Ad Familiares 7.14
Ad Familiares 7.14
Headnote
Cicero to C. Trebatius Testa in Gaul, written from Rome about mid-July 53 BC. The occasion is a verbal message: Chrysippus Vettius, the freedman of Cyrus — Cicero’s late architect, who had built or remodelled several of his houses — has carried oral greetings from Trebatius, but no letter.
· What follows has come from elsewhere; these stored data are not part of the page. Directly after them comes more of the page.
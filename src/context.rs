//! Validated inputs for one invocation.
//!
//! The [`RunContext`] is built once from the command line and passed
//! explicitly into the slave pool flow.

use std::time::Duration;

use crate::cli::{CreateArgs, GlobalArgs};
use crate::client::{ReplicaAddress, ValkeyClientConfig, parse_address_list};
use crate::error::{Error, Result};
use crate::pool::SyncPolicy;

/// Shared context for a slave pool run.
#[derive(Clone, Debug)]
pub struct RunContext {
    /// Pod Sentinel is queried about.
    pub pod: String,
    /// Sentinel to query.
    pub sentinel: ReplicaAddress,
    /// Candidates to attach, in operator order.
    pub candidates: Vec<ReplicaAddress>,
    /// Pairing policy.
    pub policy: SyncPolicy,
    /// Plan only, issue no directives.
    pub dry_run: bool,
    /// Connection settings for Sentinel.
    pub sentinel_client: ValkeyClientConfig,
    /// Connection settings for candidates.
    pub replica_client: ValkeyClientConfig,
}

impl RunContext {
    /// Create a context with default connection settings.
    pub fn new(
        pod: impl Into<String>,
        sentinel: ReplicaAddress,
        candidates: Vec<ReplicaAddress>,
        policy: SyncPolicy,
    ) -> Self {
        Self {
            pod: pod.into(),
            sentinel,
            candidates,
            policy,
            dry_run: false,
            sentinel_client: ValkeyClientConfig::default(),
            replica_client: ValkeyClientConfig::default(),
        }
    }

    /// Build and validate a context from `slavepool create` arguments.
    ///
    /// The pod name is only required when there are candidates; an empty
    /// `--slaves` list is a no-op run.
    pub fn from_args(global: &GlobalArgs, create: &CreateArgs) -> Result<Self> {
        let candidates = parse_address_list(create.slaves.as_deref().unwrap_or_default())
            .map_err(|e| Error::Config(format!("--slaves: {}", e)))?;

        let pod = global
            .podname
            .as_deref()
            .map(str::trim)
            .filter(|p| !p.is_empty());
        let pod = match pod {
            Some(pod) => pod,
            None if candidates.is_empty() => "",
            None => return Err(Error::Config("--podname is required".to_string())),
        };

        let sentinel: ReplicaAddress = global
            .sentinel
            .parse()
            .map_err(|e| Error::Config(format!("--sentinel: {}", e)))?;

        if global.connect_timeout == 0 {
            return Err(Error::Config(
                "--connect-timeout must be greater than zero".to_string(),
            ));
        }

        let base = ValkeyClientConfig::new()
            .with_tls(global.tls)
            .with_connection_timeout(Duration::from_secs(global.connect_timeout))
            .with_command_timeout(Duration::from_secs(global.command_timeout));

        Ok(Self {
            pod: pod.to_string(),
            sentinel,
            candidates,
            policy: create.syncpolicy,
            dry_run: create.dry_run,
            sentinel_client: base
                .clone()
                .with_password(global.sentinel_password.clone()),
            replica_client: base.with_password(global.password.clone()),
        })
    }

    /// Set dry run mode.
    pub fn with_dry_run(mut self, dry_run: bool) -> Self {
        self.dry_run = dry_run;
        self
    }

    /// Check if there is anything to attach.
    pub fn has_candidates(&self) -> bool {
        !self.candidates.is_empty()
    }
}
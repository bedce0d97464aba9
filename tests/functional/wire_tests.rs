//! The fred-backed client against minimal RESP servers on loopback.
//!
//! Each `FakeServer` answers through a handler function and records every
//! command it receives, so tests can assert on exactly what went over the
//! wire without a real Sentinel or Redis.

use std::error::Error as _;
use std::sync::{Arc, Mutex};
use std::time::Duration;

use tokio::io::{AsyncBufRead, AsyncBufReadExt, AsyncReadExt, AsyncWriteExt, BufReader};
use tokio::net::{TcpListener, TcpStream};

use daisy::client::{ReplicaAddress, ValkeyClientConfig};
use daisy::pool::{OutcomeStatus, SyncPolicy};
use daisy::{Error, RunContext, run_create};

type Handler = Arc<dyn Fn(&[String]) -> Vec<u8> + Send + Sync>;
type CommandLog = Arc<Mutex<Vec<Vec<String>>>>;

/// Loopback server speaking just enough RESP for the client.
struct FakeServer {
    address: ReplicaAddress,
    commands: CommandLog,
}

impl FakeServer {
    async fn start(handler: impl Fn(&[String]) -> Vec<u8> + Send + Sync + 'static) -> Self {
        let listener = TcpListener::bind("127.0.0.1:0").await.unwrap();
        let port = listener.local_addr().unwrap().port();
        let commands: CommandLog = Arc::default();

        let handler: Handler = Arc::new(handler);
        let log = commands.clone();
        tokio::spawn(async move {
            while let Ok((stream, _)) = listener.accept().await {
                tokio::spawn(serve(stream, handler.clone(), log.clone()));
            }
        });

        Self {
            address: ReplicaAddress::new("127.0.0.1", port),
            commands,
        }
    }

    /// Received commands named `name`, with their arguments.
    fn received(&self, name: &str) -> Vec<Vec<String>> {
        self.commands
            .lock()
            .unwrap()
            .iter()
            .filter(|c| c[0].eq_ignore_ascii_case(name))
            .cloned()
            .collect()
    }
}

async fn serve(stream: TcpStream, handler: Handler, log: CommandLog) {
    let (read, mut write) = stream.into_split();
    let mut reader = BufReader::new(read);

    while let Some(command) = read_command(&mut reader).await {
        let Some(name) = command.first().map(|n| n.to_ascii_uppercase()) else {
            continue;
        };
        let reply = match name.as_str() {
            "QUIT" => b"+OK\r\n".to_vec(),
            "PING" => b"+PONG\r\n".to_vec(),
            _ => handler(&command),
        };
        log.lock().unwrap().push(command);

        if write.write_all(&reply).await.is_err() || name == "QUIT" {
            break;
        }
    }
}

async fn read_command<R: AsyncBufRead + Unpin>(reader: &mut R) -> Option<Vec<String>> {
    let count: usize = read_line(reader).await?.strip_prefix('*')?.parse().ok()?;
    let mut args = Vec::with_capacity(count);
    for _ in 0..count {
        let len: usize = read_line(reader).await?.strip_prefix('$')?.parse().ok()?;
        let mut buf = vec![0; len + 2];
        reader.read_exact(&mut buf).await.ok()?;
        buf.truncate(len);
        args.push(String::from_utf8(buf).ok()?);
    }
    Some(args)
}

async fn read_line<R: AsyncBufRead + Unpin>(reader: &mut R) -> Option<String> {
    let mut line = String::new();
    match reader.read_line(&mut line).await {
        Ok(0) | Err(_) => None,
        Ok(_) => Some(line.trim_end().to_string()),
    }
}

fn bulk_array(items: &[&str]) -> Vec<u8> {
    let mut out = format!("*{}\r\n", items.len());
    for item in items {
        out.push_str(&format!("${}\r\n{}\r\n", item.len(), item));
    }
    out.into_bytes()
}

/// Sentinel predating 5.0: knows `slaves` but not `replicas`.
fn sentinel(master_known: bool) -> impl Fn(&[String]) -> Vec<u8> + Send + Sync + 'static {
    move |command| {
        let sub = command.get(1).map(|s| s.to_ascii_lowercase()).unwrap_or_default();
        match sub.as_str() {
            "get-master-addr-by-name" if master_known => bulk_array(&["m1", "6379"]),
            "get-master-addr-by-name" => b"*-1\r\n".to_vec(),
            "slaves" => {
                let mut out = b"*2\r\n".to_vec();
                for host in ["h1", "h2"] {
                    let name = format!("{}:6379", host);
                    out.extend(bulk_array(&[
                        "name",
                        name.as_str(),
                        "ip",
                        host,
                        "port",
                        "6379",
                        "flags",
                        "slave",
                        "master-link-status",
                        "ok",
                    ]));
                }
                out
            }
            _ => format!("-ERR Unknown sentinel subcommand '{}'\r\n", sub).into_bytes(),
        }
    }
}

/// Replica predating 5.0: accepts `SLAVEOF` only.
fn replica(command: &[String]) -> Vec<u8> {
    if command[0].eq_ignore_ascii_case("REPLICAOF") {
        b"-ERR unknown command 'REPLICAOF'\r\n".to_vec()
    } else {
        b"+OK\r\n".to_vec()
    }
}

/// Loopback address nothing listens on.
async fn closed_port() -> ReplicaAddress {
    let listener = TcpListener::bind("127.0.0.1:0").await.unwrap();
    let port = listener.local_addr().unwrap().port();
    drop(listener);
    ReplicaAddress::new("127.0.0.1", port)
}

fn context(
    sentinel: &ReplicaAddress,
    candidates: Vec<ReplicaAddress>,
    policy: SyncPolicy,
) -> RunContext {
    let client = ValkeyClientConfig::new()
        .with_connection_timeout(Duration::from_secs(2))
        .with_command_timeout(Duration::from_secs(5));

    let mut ctx = RunContext::new("pod1", sentinel.clone(), candidates, policy);
    ctx.sentinel_client = client.clone();
    ctx.replica_client = client;
    ctx
}

#[tokio::test]
async fn test_ring_run_over_the_wire() {
    let sentinel = FakeServer::start(sentinel(true)).await;
    let first = FakeServer::start(replica).await;
    let second = FakeServer::start(replica).await;
    let down = closed_port().await;

    let candidates = vec![first.address.clone(), down.clone(), second.address.clone()];
    let ctx = context(&sentinel.address, candidates, SyncPolicy::Ring);

    let report = run_create(&ctx).await.unwrap();

    assert_eq!(report.master, Some(ReplicaAddress::new("m1", 6379)));
    assert_eq!(report.primary_pool.len(), 2);
    assert_eq!(report.succeeded(), 2);
    assert_eq!(report.failed(), 1);
    assert!(matches!(
        report.outcomes[1].status,
        OutcomeStatus::ConnectFailed { .. }
    ));
    assert_eq!(report.outcomes[1].source, ReplicaAddress::new("h2", 6379));

    assert_eq!(
        sentinel.received("SENTINEL"),
        vec![
            vec!["SENTINEL", "get-master-addr-by-name", "pod1"],
            vec!["SENTINEL", "slaves", "pod1"],
        ]
    );
    for candidate in [&first, &second] {
        assert_eq!(candidate.received("SLAVEOF"), vec![vec!["SLAVEOF", "h1", "6379"]]);
        assert!(candidate.received("REPLICAOF").is_empty());
    }
}

#[tokio::test]
async fn test_unreachable_sentinel_is_fatal() {
    let sentinel = closed_port().await;
    let candidate = FakeServer::start(replica).await;
    let ctx = context(&sentinel, vec![candidate.address.clone()], SyncPolicy::Single);

    let err = run_create(&ctx).await.unwrap_err();

    assert!(matches!(err, Error::SentinelConnect { ref address, .. } if *address == sentinel));
    assert_eq!(err.exit_code(), 1);
    assert!(candidate.commands.lock().unwrap().is_empty());
}

#[tokio::test]
async fn test_nil_master_reply_names_pod() {
    let sentinel = FakeServer::start(sentinel(false)).await;
    let candidate = FakeServer::start(replica).await;
    let ctx = context(&sentinel.address, vec![candidate.address.clone()], SyncPolicy::Ring);

    let err = run_create(&ctx).await.unwrap_err();

    assert!(matches!(err, Error::MasterLookup { ref pod, .. } if pod == "pod1"));
    assert_eq!(err.exit_code(), 1);
    let cause = err.source().unwrap().to_string();
    assert_eq!(cause, "Sentinel does not monitor pod 'pod1'");

    assert_eq!(sentinel.received("SENTINEL").len(), 1);
    assert!(candidate.received("SLAVEOF").is_empty());
}

#[tokio::test]
async fn test_no_candidates_never_dials_sentinel() {
    let sentinel = closed_port().await;
    let mut ctx = context(&sentinel, Vec::new(), SyncPolicy::Single);
    ctx.pod = String::new();

    let report = run_create(&ctx).await.unwrap();

    assert!(report.outcomes.is_empty());
    assert!(report.master.is_none());
    assert!(!report.has_failures());
}
//! Two-tier entity cache.
//!
//! This module provides a domain-agnostic caching mechanism that:
//! - Caches entities under hierarchical keys (canonical, sub-views, secondary indexes)
//! - Keeps a reactive in-process tier and a durable SQLite tier consistent
//! - Cascades invalidation to every key recorded for an entity
//! - Provides basic offline mode (serve an expired durable copy when the network fails)

mod key;
mod layer;
mod reactive;
mod storage;
mod traits;

pub use key::{CacheKey, KeyPrefix};
pub use layer::{merge_patch, CacheSync};
pub use reactive::ReactiveTier;
pub use storage::{CacheStorage, NoopStorage, SqliteStorage};
pub use traits::{CacheEntry, CacheEvent, CacheResult, CacheSource, Cacheable};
Cicero turns the absence into the joke of the piece: Trebatius has grown too grand to put pen to paper for “a man practically of his own household,” and the loss to litigation is real — “the fewer suitors will be losing their cases with you as their counsel.” The threat to come out and visit before dropping out of memory altogether, and the renewed dig at Trebatius’s evasion of the summer campaigning (“contrive something, as you did over Britain”), keep the familiar Trebatius register: affectionate teasing of the young jurist who has talked himself onto Caesar’s staff and is busily talking himself off the front line.
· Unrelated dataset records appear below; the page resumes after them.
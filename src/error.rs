//! Error taxonomy shared by every operation.
//!
//! Operation functions and repositories return [`RawError`] for anything that
//! can go wrong. The controller boundary turns those into [`EnhancedError`]s via
//! [`crate::classify::classify`], which is the only shape a view ever sees.

use chrono::{DateTime, Utc};
use serde::Serialize;
use std::collections::BTreeMap;
use std::fmt;
use std::sync::Arc;

/// Result returned by operation functions, repositories and use-cases.
///
/// Expected failures are values: callers match on `Ok`/`Err` and never rely on
/// panics for control flow.
pub type OpResult<T> = Result<T, RawError>;

/// Closed set of error kinds a view can branch on.
#[derive(Debug, Clone, Copy, PartialEq, Eq, Hash, Serialize)]
pub enum ErrorKind {
  #[serde(rename = "VALIDATION_ERROR")]
  Validation,
  #[serde(rename = "NOT_FOUND")]
  NotFound,
  #[serde(rename = "SERVER_ERROR")]
  Server,
  #[serde(rename = "NETWORK_ERROR")]
  Network,
  #[serde(rename = "TIMEOUT_ERROR")]
  Timeout,
  #[serde(rename = "API_ERROR")]
  Api,
  #[serde(rename = "UNKNOWN")]
  Unknown,
}

impl ErrorKind {
  /// Stable wire code for this kind.
  pub fn code(self) -> &'static str {
    match self {
      Self::Validation => "VALIDATION_ERROR",
      Self::NotFound => "NOT_FOUND",
      Self::Server => "SERVER_ERROR",
      Self::Network => "NETWORK_ERROR",
      Self::Timeout => "TIMEOUT_ERROR",
      Self::Api => "API_ERROR",
      Self::Unknown => "UNKNOWN",
    }
  }

  /// Whether a failure of this kind is worth retrying unless told otherwise.
  pub fn default_retryable(self) -> bool {
    matches!(
      self,
      Self::Network | Self::Timeout | Self::Server | Self::Api
    )
  }
}

impl fmt::Display for ErrorKind {
  fn fmt(&self, f: &mut fmt::Formatter<'_>) -> fmt::Result {
    f.write_str(self.code())
  }
}

/// An unclassified failure as produced by an operation function.
#[derive(Debug, thiserror::Error)]
pub enum RawError {
  /// The remote store answered with a non-success status
  #[error("HTTP {status}: {message}")]
  Status { status: u16, message: String },
  /// The request never produced a usable response
  #[error(transparent)]
  Transport(#[from] reqwest::Error),
  #[error(transparent)]
  Io(#[from] std::io::Error),
  /// Free-form failure, classified by its message shape
  #[error("{0}")]
  Message(String),
  /// An error chain from infrastructure code
  #[error("{0:#}")]
  Report(color_eyre::Report),
  /// The operation function panicked
  #[error("operation panicked: {0}")]
  Panic(String),
}

impl RawError {
  pub fn status(status: u16, message: impl Into<String>) -> Self {
    Self::Status {
      status,
      message: message.into(),
    }
  }

  /// HTTP status behind the failure, if any.
  pub fn status_code(&self) -> Option<u16> {
    match self {
      Self::Status { status, .. } => Some(*status),
      Self::Transport(e) => e.status().map(|s| s.as_u16()),
      _ => None,
    }
  }
}

impl From<color_eyre::Report> for RawError {
  fn from(report: color_eyre::Report) -> Self {
    Self::Report(report)
  }
}

impl From<String> for RawError {
  fn from(message: String) -> Self {
    Self::Message(message)
  }
}

impl From<&str> for RawError {
  fn from(message: &str) -> Self {
    Self::Message(message.to_string())
  }
}

/// Where a failure happened.
#[derive(Debug, Clone, PartialEq, Eq, Serialize)]
pub struct ErrorContext {
  /// Feature area, e.g. "user" or "team"
  pub domain: String,
  /// Operation name within the domain, e.g. "rename"
  pub operation: String,
  pub details: BTreeMap<String, String>,
  /// When the failure was classified
  pub timestamp: DateTime<Utc>,
}

impl ErrorContext {
  pub fn new(domain: impl Into<String>, operation: impl Into<String>) -> Self {
    Self {
      domain: domain.into(),
      operation: operation.into(),
      details: BTreeMap::new(),
      timestamp: Utc::now(),
    }
  }

  pub fn with_detail(mut self, key: impl Into<String>, value: impl Into<String>) -> Self {
    self.details.insert(key.into(), value.into());
    self
  }
}

/// Classified error envelope surfaced to views.
#[derive(Debug, Clone, thiserror::Error)]
#[error("{message}")]
pub struct EnhancedError {
  pub kind: ErrorKind,
  pub message: String,
  /// Whether the view should offer a retry action
  pub retryable: bool,
  pub context: ErrorContext,
  /// The failure this error was classified from, if any
  pub original: Option<Arc<RawError>>,
}

impl EnhancedError {
  pub fn new(kind: ErrorKind, message: impl Into<String>, context: ErrorContext) -> Self {
    Self {
      kind,
      message: message.into(),
      retryable: kind.default_retryable(),
      context,
      original: None,
    }
  }

  /// Wire code of the error kind.
  pub fn code(&self) -> &'static str {
    self.kind.code()
  }

  pub fn with_original(mut self, original: RawError) -> Self {
    self.original = Some(Arc::new(original));
    self
  }

  pub fn with_retryable(mut self, retryable: bool) -> Self {
    self.retryable = retryable;
    self
  }
}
The second paragraph closes with the running pun on the two kinds of ius. Trebatius has been reported on familiar terms with Caesar — excellent news — but Cicero would rather hear it from Trebatius himself; that, he says, is what would happen if his friend had ever bothered to master the law of friendship instead of the law of lawsuits. The sign-off (“we have been jesting in your way, and not a little in our own”) acknowledges the manner of the whole piece, and the warmth that closes it is unforced: Cicero is fond of this correspondent, and lets the wit drop for the last sentence.